Finalmente, o argumento da tributação do carbono é conciso moldadas pelo economista de Harvard Richard Cooper:

As decisões de consumo de bens e serviços feitos com combustíveis fósseis são tomadas por mais de um bilhão de lares e empresas no mundo. A melhor e realmente única maneira de alcançar todos esses tomadores de decisão é através dos preços que eles devem pagar. Se quisermos reduzir as atividades de emissão de CO2, devemos aumentar os preços dessas atividades. Cobrar um [imposto] ... faz isso diretamente.

A tributação do carbono já foi aprovada?

Apesar de tudo isso, a Austrália sempre se concentrou firmemente no comércio de emissões, sem dúvida considerando muito menos a tributação do carbono. A 2006 Denunciar de todos os estados australianos em ação para combater as mudanças climáticas propuseram um ETS sem examinar outras opções com detalhes reais.

No ano seguinte, uma força-tarefa, convocada pelo primeiro-ministro John Howard especificamente para analisar o possível design de um ETS, proposto um esquema de cap-and-trade para começar em 2011 ou 2012. Howard aceitou o plano, mas perdeu a eleição de 2007 e quando o governo trabalhista que tentava implementar um esquema semelhante - o Esquema de Redução da Poluição de Carbono - foi rejeitado duas vezes pelo parlamento federal.

A Lei de Energia Limpa de 2011, que (com outra legislação) estabeleceu "um mecanismo para lidar com as mudanças climáticas, incentivando o uso de energia limpa", introduzido no infame "imposto sobre o carbono", apesar de não ser um imposto, mas um ETS com um período de preço fixo em desde o início. isso foi revogado no ano passado.

Atualmente, estão os A $ 2.55 bilhões Fundo de Redução de Emissões, um aspecto central do governo Abbott Plano climático de ação direta, enquanto o líder da oposição Bill Shorten reafirmou o compromisso do Trabalho com o comércio de emissões.
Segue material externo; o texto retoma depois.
//! Parameter dictionary decoding and the Move-event synthesis rule, grounded on
//! `decode_reliable_message.go`'s `DecodeReliableMessage`).

use std::collections::HashMap;

use super::cursor::ByteReader;
use super::error::DecodeError;
use super::value::{decode_value, TypedValue};

/// Parameter id conventionally holding the operation type code.
pub const OPERATION_DISCRIMINATOR_ID: u8 = 253;
/// Parameter id conventionally holding the event type code.
pub const EVENT_DISCRIMINATOR_ID: u8 = 252;
/// The event code identifying a Move event, which omits its own
/// discriminator parameter on the wire.
pub const MOVE_EVENT_CODE: u8 = 3;

/// A decoded parameter dictionary: parameter id to decoded value.
pub type Parameters = HashMap<u8, TypedValue>;

/// Decodes exactly `parameter_count` `(id, type, value)` triples from a
/// reliable message's parameter region.
///
/// Any single parameter failing to decode fails the whole
/// dictionary; there is no partial result. A duplicate id keeps the last
/// value written, so the resulting map may have fewer entries than
/// `parameter_count`.
pub fn decode_parameters(data: &[u8], parameter_count: u16) -> Result<Parameters, DecodeError> {
    let mut r = ByteReader::new(data);
    let mut params = HashMap::with_capacity(parameter_count as usize);

    for _ in 0..parameter_count {
        let id = r.read_u8()?;
        let type_tag = r.read_u8()?;
        let value = decode_value(&mut r, type_tag)?;
        params.insert(id, value);
    }

    Ok(params)
}

/// Applies the Move-event synthesis rule: a Move event's server payload
/// never carries its own event-code parameter, so one is manufactured
/// here before the dictionary reaches the type registry.
pub fn synthesize_move_event(event_code: u8, params: &mut Parameters) {
    if event_code == MOVE_EVENT_CODE && !params.contains_key(&EVENT_DISCRIMINATOR_ID) {
        params.insert(
            EVENT_DISCRIMINATOR_ID,
            TypedValue::Int16(MOVE_EVENT_CODE as i16),
        );
    }
}
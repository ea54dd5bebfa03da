use std::collections::BTreeMap;
use std::panic::{resume_unwind, AssertUnwindSafe};
use std::time::Duration;

use chrono::{DateTime, Utc};
use futures::FutureExt;
use pricewatch_core::{PriceRecord, ScrapedFields};
use serde::{Deserialize, Deserializer};
use tokio::time::{timeout_at, Instant};

use super::{task, AgentClient, AgentRequest};
use crate::error::{AgentError, ScrapeError};
use crate::normalize::{clean_additional_data, parse_currency, parse_price};

/// What the agent must answer with. Unknown keys are a schema violation.
#[derive(Debug, Deserialize)]
#[serde(deny_unknown_fields)]
struct AgentOutput {
    title: String,
    price: String,
    /// Required but not trusted; the currency is re-derived from `price`.
    #[serde(rename = "currency")]
    _currency: String,
    availability: bool,
    image_url: String,
    #[serde(deserialize_with = "required_nullable")]
    additional_data: Option<BTreeMap<String, Option<String>>>,
}

/// Like a plain `Option` field, but a missing key is an error; only an
/// explicit `null` decodes to `None`.
fn required_nullable<'de, D, T>(deserializer: D) -> Result<Option<T>, D::Error>
where
    D: Deserializer<'de>,
    T: Deserialize<'de>,
{
    Option::<T>::deserialize(deserializer)
}

/// Upper bound on releasing a session once the item is finished.
const CLOSE_TIMEOUT: Duration = Duration::from_secs(10);

/// Extracts a record for an unsupported storefront by delegating to a
/// browsing agent.
pub struct FallbackStrategy<A> {
    agent: A,
    timeout: Duration,
}

impl<A: AgentClient> FallbackStrategy<A> {
    pub fn new(agent: A, timeout: Duration) -> Self {
        Self { agent, timeout }
    }

    /// # Errors
    ///
    /// [`ScrapeError::AgentInvocation`] if the session cannot be opened, the
    /// agent fails or the timeout elapses. [`ScrapeError::AgentSchema`] if
    /// the output is not the required JSON object. Normalization errors as in
    /// the deterministic path.
    pub async fn run(&self, url: &str) -> Result<PriceRecord, ScrapeError> {
        let request = AgentRequest {
            task: task::render(url),
            output_schema: task::output_schema(),
            timeout: self.timeout,
        };
        let output = self.invoke_scoped(&request).await?;
        decode_output(url, &output, Utc::now())
    }

    /// Opens a session and invokes once, both under the request timeout,
    /// then closes the session before returning, panicking, or reporting a
    /// timeout.
    async fn invoke_scoped(&self, request: &AgentRequest) -> Result<String, AgentError> {
        let deadline = Instant::now() + request.timeout;

        let mut session = match timeout_at(deadline, self.agent.open_session()).await {
            Ok(opened) => opened?,
            Err(_elapsed) => return Err(timed_out(request, "opening agent session timed out")),
        };

        let invocation = AssertUnwindSafe(timeout_at(
            deadline,
            self.agent.invoke(&mut session, request),
        ))
        .catch_unwind()
        .await;

        if tokio::time::timeout(CLOSE_TIMEOUT, self.agent.close_session(session))
            .await
            .is_err()
        {
            tracing::warn!(
                close_timeout_secs = CLOSE_TIMEOUT.as_secs(),
                "closing agent session timed out"
            );
        }

        match invocation {
            Ok(Ok(result)) => result,
            Ok(Err(_elapsed)) => Err(timed_out(request, "agent invocation timed out")),
            Err(panic) => resume_unwind(panic),
        }
    }
}

fn timed_out(request: &AgentRequest, message: &'static str) -> AgentError {
    let timeout_secs = request.timeout.as_secs();
    tracing::warn!(timeout_secs, "{message}");
    AgentError::Timeout { timeout_secs }
}

/// Decodes raw agent output into a record for `url`.
///
/// The output must be exactly one JSON object matching the agent schema;
/// nothing is stripped or repaired first.
///
/// # Errors
///
/// [`ScrapeError::AgentSchema`] on any decode failure,
/// [`ScrapeError::FieldNotFound`] for a blank title or image URL, and
/// [`ScrapeError::PriceParse`] if the price text does not normalize.
pub fn decode_output(
    url: &str,
    raw: &str,
    captured_at: DateTime<Utc>,
) -> Result<PriceRecord, ScrapeError> {
    let output: AgentOutput =
        serde_json::from_str(raw).map_err(|source| ScrapeError::AgentSchema { source })?;

    let name = non_blank(output.title, "title")?;
    let main_image_url = non_blank(output.image_url, "image")?;
    let price = parse_price(&output.price)?;
    let currency = parse_currency(&output.price);
    let additional_data = clean_additional_data(output.additional_data);

    let fields = ScrapedFields {
        name,
        price,
        currency,
        availability: output.availability,
        main_image_url,
        additional_data,
    };
    Ok(PriceRecord::new(url, fields, captured_at)?)
}

fn non_blank(value: String, field: &'static str) -> Result<String, ScrapeError> {
    let trimmed = value.trim();
    if trimmed.is_empty() {
        return Err(ScrapeError::FieldNotFound(field));
    }
    Ok(trimmed.to_owned())
}

#[cfg(test)]
#[path = "fallback_test.rs"]
mod tests;
use std::time::Duration;

use pricewatch_core::AppConfig;
use sqlx::{postgres::PgPoolOptions, PgPool};
use thiserror::Error;

const DEFAULT_MAX_CONNECTIONS: u32 = 10;
const DEFAULT_MIN_CONNECTIONS: u32 = 1;
const DEFAULT_ACQUIRE_TIMEOUT_SECS: u64 = 10;

// Path relative to crates/pricewatch-db/Cargo.toml; resolves to <workspace-root>/migrations/
static MIGRATOR: sqlx::migrate::Migrator = sqlx::migrate!("../../migrations");

#[derive(Debug, Clone, Copy, PartialEq, Eq)]
pub struct PoolConfig {
    pub max_connections: u32,
    pub min_connections: u32,
    pub acquire_timeout_secs: u64,
}

impl Default for PoolConfig {
    fn default() -> Self {
        Self {
            max_connections: DEFAULT_MAX_CONNECTIONS,
            min_connections: DEFAULT_MIN_CONNECTIONS,
            acquire_timeout_secs: DEFAULT_ACQUIRE_TIMEOUT_SECS,
        }
    }
}

impl PoolConfig {
    #[must_use]
    pub fn from_app_config(config: &AppConfig) -> Self {
        Self {
            max_connections: config.db_max_connections,
            min_connections: config.db_min_connections,
            acquire_timeout_secs: config.db_acquire_timeout_secs,
        }
    }
}

#[derive(Debug, Error)]
pub enum DbError {
    #[error("product not registered: {url}")]
    UnknownProduct { url: String },
    #[error(transparent)]
    Sqlx(#[from] sqlx::Error),
    #[error(transparent)]
    Migration(#[from] sqlx::migrate::MigrateError),
}

/// Connect to a Postgres pool using explicit URL and config.
///
/// # Errors
///
/// Returns [`sqlx::Error`] if the connection cannot be established.
pub async fn connect_pool(database_url: &str, config: PoolConfig) -> Result<PgPool, sqlx::Error> {
    PgPoolOptions::new()
        .max_connections(config.max_connections)
        .min_connections(config.min_connections)
        .acquire_timeout(Duration::from_secs(config.acquire_timeout_secs))
        .connect(database_url)
        .await
}

/// Run all pending migrations and return how many were applied.
///
/// # Errors
///
/// Returns [`sqlx::migrate::MigrateError`] if any migration fails.
pub async fn run_migrations(pool: &PgPool) -> Result<usize, sqlx::migrate::MigrateError> {
    // _sqlx_migrations does not exist on a fresh database; count that as zero.
    let applied_before = count_applied(pool).await;
    MIGRATOR.run(pool).await?;
    let applied_after = count_applied(pool).await;

    Ok(usize::try_from((applied_after - applied_before).max(0)).unwrap_or(0))
}

async fn count_applied(pool: &PgPool) -> i64 {
    sqlx::query_scalar::<_, i64>("SELECT COUNT(*) FROM _sqlx_migrations WHERE success = true")
        .fetch_one(pool)
        .await
        .unwrap_or(0)
}

/// Send a `SELECT 1` to verify the pool has a live connection.
///
/// # Errors
///
/// Returns [`sqlx::Error`] if the query fails.
pub async fn ping(pool: &PgPool) -> Result<(), sqlx::Error> {
    sqlx::query_scalar::<_, i32>("SELECT 1")
        .fetch_one(pool)
        .await?;
    Ok(())
}

pub mod price_history;
pub mod products;
pub mod store;

pub use price_history::{append_price_record, list_price_history, PriceHistoryRow};
pub use products::{load_active_products, register_product, ProductRow};
pub use store::PgProductStore;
Preços do carbono: quanto mais simples, melhor

O combate às mudanças climáticas exige cortes urgentes nas emissões de efeito estufa. O principal problema, economicamente falando, é que muitos emissores não pagam os custos atuais e futuros de suas emissões - daí a famosa descrição das mudanças climáticas, Economista britânico do clima, Nicholas Stern, como "a maior e mais ampla falha de mercado já vista".

Nordhaus, escrevendo em 2009, sugeriu um remédio:

... precisamos corrigir essa falha de mercado, garantindo que todas as pessoas, em qualquer lugar e por um futuro indefinido, enfrentem um preço de mercado pelo uso de carbono que reflita os custos sociais de suas atividades. Os participantes econômicos [governos, empresas, pessoas] ... precisam enfrentar preços realistas pelo uso do carbono para que suas decisões sobre consumo, investimento e inovação sejam apropriadas.

Se quisermos reduzir as atividades de emissão de carbono, os preços dessas atividades devem ser aumentados. Os preços adequados são a chave aqui, e uma maneira de tornar as pessoas mais felizes em pagá-las é torná-las o mais simples e transparente possível. É isso que um imposto sobre carbono faz.

Sobre o autorA Conversação

David Hodgkinson é professor associado da University of Western Australia.
Rebecca Johnston é professora adjunta da Faculdade de Direito da Universidade de Notre Dame na Austrália.

Este artigo foi originalmente publicado em A Conversação. Leia o artigo original.